Le cercle centriste de réflexion et de propositions sur les enjeux internationaux

Reprendre la maîtrise de notre destin

En 2020, le Cercle Agénor poursuit son exploration engagée des grands thèmes de la politique étrangère. La guerre et la paix, les nouvelles dynamiques stratégiques et régionales, la construction européenne, ont occupé nos travaux précédents. Place maintenant à la question de la souveraineté, dans un contexte international agité par de multiples mouvements de contestation citoyenne, qui révèlent un grand malaise démocratique, le sentiment largement partagé d’une dépossession de la maîtrise de son destin.

« Dérivée du latin superus (« supérieur »), la notion de souveraineté désigne l’autorité suprême, le pouvoir qui l’emporte sur les autres. »

Dérivée du latin superus (« supérieur »), la notion de souveraineté désigne l’autorité suprême, le pouvoir qui l’emporte sur les autres. Par extension, dans son acception populaire contemporaine, elle qualifie précisément la capacité d’une personne ou d’un groupe à maîtriser son destin. Depuis la Renaissance, cette notion est au cœur des débats philosophiques occidentaux, qui se focalisent sur l’identité du détenteur légitime de cette souveraineté. Popularisée par Jean Bodin et Thomas Hobbes, entre autres, elle est d’abord présentée comme un attribut de l’État.

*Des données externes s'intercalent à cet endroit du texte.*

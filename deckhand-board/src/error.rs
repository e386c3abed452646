//! Error types for the board engine

use thiserror::Error;

/// Result type for board operations
pub type Result<T> = std::result::Result<T, BoardError>;

/// Errors that can occur in board operations
#[derive(Debug, Error)]
pub enum BoardError {
    /// Task not found
    #[error("task not found: {id}")]
    TaskNotFound { id: String },

    /// A task was dropped onto itself
    #[error("task {id} dropped onto itself")]
    SelfMove { id: String },

    /// Neighbor task not present in the destination partition
    #[error("neighbor {id} not found in destination partition")]
    NeighborNotFound { id: String },

    /// Task has no usable position key - a data-integrity defect, never
    /// silently defaulted
    #[error("task {id} has no usable position key")]
    MissingPositionKey { id: String },

    /// `generate` was called with bounds out of order - a caller contract
    /// defect, not a recoverable runtime condition
    #[error("position key bounds out of order: {before:?} >= {after:?}")]
    KeyOrderViolation { before: String, after: String },

    /// A position key failed validation
    #[error("invalid position key {key:?}: {reason}")]
    InvalidKey { key: String, reason: String },

    /// Undo window elapsed before the handle was invoked
    #[error("undo window expired")]
    UndoExpired,

    /// Undo handle was already reverted or dismissed
    #[error("undo handle is no longer armed")]
    UndoSpent,

    /// Persistence rejected a committed diff
    #[error("storage error: {message}")]
    Storage { message: String },

    /// JSON serialization error
    #[error("JSON error: {0}")]
    Json(#[from] serde_json::Error),
}

impl BoardError {
    /// Create a storage error
    pub fn storage(message: impl Into<String>) -> Self {
        Self::Storage {
            message: message.into(),
        }
    }

    /// Create an invalid key error
    pub fn invalid_key(key: impl Into<String>, reason: impl Into<String>) -> Self {
        Self::InvalidKey {
            key: key.into(),
            reason: reason.into(),
        }
    }

    /// Check if this error is a rejected move request.
    ///
    /// Rejected moves are recovered locally: the caller logs them and leaves
    /// all state untouched. They never surface as user-facing errors.
    pub fn is_invalid_move(&self) -> bool {
        matches!(
            self,
            Self::SelfMove { .. } | Self::TaskNotFound { .. } | Self::NeighborNotFound { .. }
        )
    }
}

En France, les théoriciens postérieurs de la démocratie l’associent plutôt à des corps politiques quasi-mystiques : le peuple des citoyens, pour Jean-Jacques Rousseau ; la nation, pour l’abbé Sieyès et les rédacteurs de la Déclaration des Droits de l’Homme et du Citoyen. Chez les Anglo-saxons, l’anarchiste américain Josiah Warren et, après lui, le libéral britannique John Stuart Mill la réservent à l’individu. Dans le droit international, tel que formalisé par la Charte des Nations Unies, elle reste avant tout un attribut de l’État, fut-il État-nation ou multinational, démocratique ou autoritaire, pourvu seulement qu’il soit reconnu comme tel par ses pairs. Une souveraineté de l’État qui, selon certains, peut toutefois être partagée, comme le disait Alexis de Tocqueville à propos des États-Unis, et comme le préconise ces jours-ci Emmanuel Macron au niveau européen.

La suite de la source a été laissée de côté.